With a magnetized “magic” bullet at the JFK assassination substituting for the Sen. Robert Kelly assassination in the original comic book plot – and our own drone-filled present substituting for the Terminator-inspiring dark future in that story – this film could be a new high point for geek-child-wish-fulfillment on screen. 

But my fondest wish right now is just that friends like leftist cartoonist Danny Hellman and my anarcho-capitalist pals, the perhaps-most-radical of whom was sparring with Hellman online this week, will live to see calmer days after the imminent election.  I think I’ll take a really big break then from online scuffling – and online activity in general – myself.  Here’s hoping we don’t all end up in government-run internment camps like the mutants in the “Days of Future Past” story – or like Japanese-Americans under the tyrannical FDR, after whom was named the east-side highway seen above sporting an unusual lack of cars.
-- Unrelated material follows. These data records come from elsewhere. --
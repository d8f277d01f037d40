//! Discord length limits for outbound content
//!
//! - **Version**: 1.1.0
//! - **Since**: 0.1.0
//!
//! ## Changelog
//! - 1.1.0: Single `truncate` over an arbitrary limit, autocomplete choice limit
//! - 1.0.0: Message/embed chunking

/// Embed description limit
pub const EMBED_LIMIT: usize = 4096;
/// Message content limit
pub const MESSAGE_LIMIT: usize = 2000;
/// Maximum number of autocomplete choices per response
pub const AUTOCOMPLETE_LIMIT: usize = 25;

const ELLIPSIS: &str = "...";

/// Largest char boundary in `text` that is `<= index`
fn floor_boundary(text: &str, index: usize) -> usize {
    let mut end = index.min(text.len());
    while end > 0 && !text.is_char_boundary(end) {
        end -= 1;
    }
    end
}

/// Truncate `text` to at most `limit` bytes, ending in "..." when cut
pub fn truncate(text: &str, limit: usize) -> String {
    if text.len() <= limit {
        return text.to_string();
    }
    let end = floor_boundary(text, limit.saturating_sub(ELLIPSIS.len()));
    format!("{}{ELLIPSIS}", &text[..end])
}

pub fn truncate_for_message(text: &str) -> String {
    truncate(text, MESSAGE_LIMIT)
}

pub fn truncate_for_embed(text: &str) -> String {
    truncate(text, EMBED_LIMIT)
}

/// Split text into pieces of at most `max_size` bytes
///
/// Prefers line boundaries; a single line longer than `max_size` is cut at
/// char boundaries.
pub fn chunk_text(text: &str, max_size: usize) -> Vec<String> {
    if text.len() <= max_size {
        return vec![text.to_string()];
    }

    let mut chunks = Vec::new();
    let mut current = String::new();

    for line in text.lines() {
        // +1 for the newline joining it to `current`
        if !current.is_empty() && current.len() + 1 + line.len() > max_size {
            chunks.push(std::mem::take(&mut current));
        }

        if line.len() > max_size {
            let mut rest = line;
            while rest.len() > max_size {
                let cut = floor_boundary(rest, max_size).max(1);
                let cut = if rest.is_char_boundary(cut) {
                    cut
                } else {
                    rest.char_indices().nth(1).map(|(i, _)| i).unwrap_or(rest.len())
                };
                chunks.push(rest[..cut].to_string());
                rest = &rest[cut..];
            }
            current = rest.to_string();
            continue;
        }

        if !current.is_empty() {
            current.push('\n');
        }
        current.push_str(line);
    }

    if !current.is_empty() {
        chunks.push(current);
    }
    chunks
}

pub fn chunk_for_message(text: &str) -> Vec<String> {
    chunk_text(text, MESSAGE_LIMIT)
}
However the election turns out, my left-wing friends, if they can remain calm for a moment, probably should take heart from the fact that Romney really is (admit it) pretty moderate, to the frustration of Gary Johnson-voting libertarians like me.  You know, there were more writers expressing their intention to vote for Obama among the contributors to American Conservative magazine this year than there were among the contributors to a comparable Reason magazine forum.  Conservatives are very unreliable at this late stage and history and probably shouldn’t scare anyone much.  They’re faded ghosts now.